- recently gave a talk on <Reality Checks> at two venues, and discussed (and rambled) about how leaderboard chasing is awesome (and we want it to continue) but that this isn't easy because everyone (me! me! me!) wants to write more papers. the link to the slide deck in the reply.Aug 12, 2025 02:04
- slide deck: drive.google.com/file/d/1rJEP...
- burning bridges!

- Hm, curious - what are your thoughts on LM Arena's response to the Leaderboard Illusion paper? news.lmarena.ai/our-response/
- I think there's an interesting normative difference revealed in this spat - namely that there's an unfairness to infinite versioning and selective disclosure, which impacts *leaderboard placement* (ie. which models we see on top as number 1) but might still be statistically sound evaluation practice
- LMArena is a nice way to identify models in real time that are preferred by participants to this scheme. totally legit under this context. ...
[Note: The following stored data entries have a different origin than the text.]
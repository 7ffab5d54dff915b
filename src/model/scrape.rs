use serde::{Deserialize, Serialize};
use std::collections::HashMap;

/// Output formats a scrape can produce
#[derive(Debug, Clone, Copy, PartialEq, Eq, Serialize, Deserialize)]
pub enum Format {
    #[serde(rename = "markdown")]
    Markdown,
    #[serde(rename = "html")]
    Html,
    #[serde(rename = "rawHtml")]
    RawHtml,
    #[serde(rename = "links")]
    Links,
}

/// A request to scrape a single URL
#[derive(Debug, Clone, Default, Serialize, Deserialize)]
#[serde(rename_all = "camelCase", default)]
pub struct ScrapeRequest {
    pub url: String,
    pub formats: Vec<Format>,
    pub only_main_content: bool,
    pub include_tags: Vec<String>,
    pub exclude_tags: Vec<String>,
    pub headers: HashMap<String, String>,
    /// Milliseconds to wait between response headers and body read
    pub wait_for: u64,
    /// Overall deadline in milliseconds; 0 means "use the configured default"
    pub timeout: u64,
}

impl ScrapeRequest {
    /// Fills in the documented defaults: `[markdown]` when no formats were
    /// requested and the configured timeout when none was given.
    pub fn apply_defaults(&mut self, default_timeout_ms: u64) {
        if self.formats.is_empty() {
            self.formats = vec![Format::Markdown];
        }
        if self.timeout == 0 {
            self.timeout = default_timeout_ms;
        }
    }

    /// Returns true when the given format was requested
    pub fn wants(&self, format: Format) -> bool {
        self.formats.contains(&format)
    }
}

/// Scrape options without a URL, used as the per-URL template in batch
/// scrape and crawl requests.
#[derive(Debug, Clone, Default, Serialize, Deserialize)]
#[serde(rename_all = "camelCase", default)]
pub struct ScrapeOptions {
    pub formats: Vec<Format>,
    pub only_main_content: bool,
    pub include_tags: Vec<String>,
    pub exclude_tags: Vec<String>,
    pub headers: HashMap<String, String>,
    pub wait_for: u64,
    pub timeout: u64,
}

impl ScrapeOptions {
    /// Materializes a full scrape request for one URL from this template
    pub fn to_request(&self, url: &str) -> ScrapeRequest {
        ScrapeRequest {
            url: url.to_string(),
            formats: self.formats.clone(),
            only_main_content: self.only_main_content,
            include_tags: self.include_tags.clone(),
            exclude_tags: self.exclude_tags.clone(),
            headers: self.headers.clone(),
            wait_for: self.wait_for,
            timeout: self.timeout,
        }
    }
}

/// The structured result of extracting one URL.
///
/// Only the requested format fields are populated; `metadata` is always
/// present and `metadata.source_url` always equals the request URL.
#[derive(Debug, Clone, Default, Serialize, Deserialize)]
#[serde(rename_all = "camelCase", default)]
pub struct PageArtifact {
    #[serde(skip_serializing_if = "Option::is_none")]
    pub markdown: Option<String>,
    #[serde(skip_serializing_if = "Option::is_none")]
    pub html: Option<String>,
    #[serde(skip_serializing_if = "Option::is_none")]
    pub raw_html: Option<String>,
    #[serde(skip_serializing_if = "Option::is_none")]
    pub links: Option<Vec<String>>,
    pub metadata: PageMetadata,
}

/// Metadata extracted from (or about) a scraped page
#[derive(Debug, Clone, Default, Serialize, Deserialize)]
#[serde(default)]
pub struct PageMetadata {
    #[serde(skip_serializing_if = "String::is_empty")]
    pub title: String,
    #[serde(skip_serializing_if = "String::is_empty")]
    pub description: String,
    #[serde(skip_serializing_if = "String::is_empty")]
    pub language: String,
    #[serde(rename = "sourceURL")]
    pub source_url: String,
    /// HTTP status of the fetch; 0 when no response was received
    #[serde(rename = "statusCode")]
    pub status_code: u16,
    #[serde(skip_serializing_if = "Option::is_none")]
    pub error: Option<String>,
}

impl PageArtifact {
    /// An artifact carrying only metadata, used for per-page fetch failures
    pub fn failed(source_url: &str, status_code: u16, error: String) -> Self {
        Self {
            metadata: PageMetadata {
                source_url: source_url.to_string(),
                status_code,
                error: Some(error),
                ..Default::default()
            },
            ..Default::default()
        }
    }

    /// True when the fetch never produced a response (transport failure)
    pub fn is_transport_failure(&self) -> bool {
        self.metadata.status_code == 0 && self.metadata.error.is_some()
    }
}

/// Response envelope for `POST /v1/scrape`
#[derive(Debug, Clone, Serialize, Deserialize)]
pub struct ScrapeResponse {
    pub success: bool,
    pub data: PageArtifact,
}
//! JSON response envelopes and error mapping for the HTTP layer

use crate::store::StoreError;
use crate::RummageError;
use axum::http::StatusCode;
use axum::response::{IntoResponse, Response};
use axum::Json;
use serde::Serialize;

/// Error envelope returned to clients
#[derive(Debug, Serialize)]
struct ErrorBody {
    success: bool,
    error: String,
}

/// A typed HTTP error carrying the status it maps to
#[derive(Debug)]
pub struct ApiError {
    status: StatusCode,
    message: String,
}

impl ApiError {
    pub fn bad_request(message: impl Into<String>) -> Self {
        Self {
            status: StatusCode::BAD_REQUEST,
            message: message.into(),
        }
    }

    pub fn not_found(message: impl Into<String>) -> Self {
        Self {
            status: StatusCode::NOT_FOUND,
            message: message.into(),
        }
    }

    pub fn internal(message: impl Into<String>) -> Self {
        Self {
            status: StatusCode::INTERNAL_SERVER_ERROR,
            message: message.into(),
        }
    }
}

impl From<RummageError> for ApiError {
    fn from(err: RummageError) -> Self {
        match err {
            RummageError::InvalidRequest(message) => Self::bad_request(message),
            RummageError::NotFound(message) => Self::not_found(message),
            RummageError::Store(StoreError::NotFound(id)) => {
                Self::not_found(format!("job not found: {}", id))
            }
            other => Self::internal(other.to_string()),
        }
    }
}

impl From<StoreError> for ApiError {
    fn from(err: StoreError) -> Self {
        ApiError::from(RummageError::Store(err))
    }
}

impl IntoResponse for ApiError {
    fn into_response(self) -> Response {
        (
            self.status,
            Json(ErrorBody {
                success: false,
                error: self.message,
            }),
        )
            .into_response()
    }
}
- but it's not a leaderboard in the context of a scientific experimental paradigm, since no scientific hypothesis needs to be stated anywhere to participate. who knows what these models are, how they were trained, etc.?
- Hm, that's interesting. What's the scientific hypothesis tested with for example Imagenet? The hold out method?
- i meant each entry to a leaderboard is a hypothesis. in LM Arena, each entry is a chatbot product without any details, and i don’t believe we can consider it a scientific hypothesis.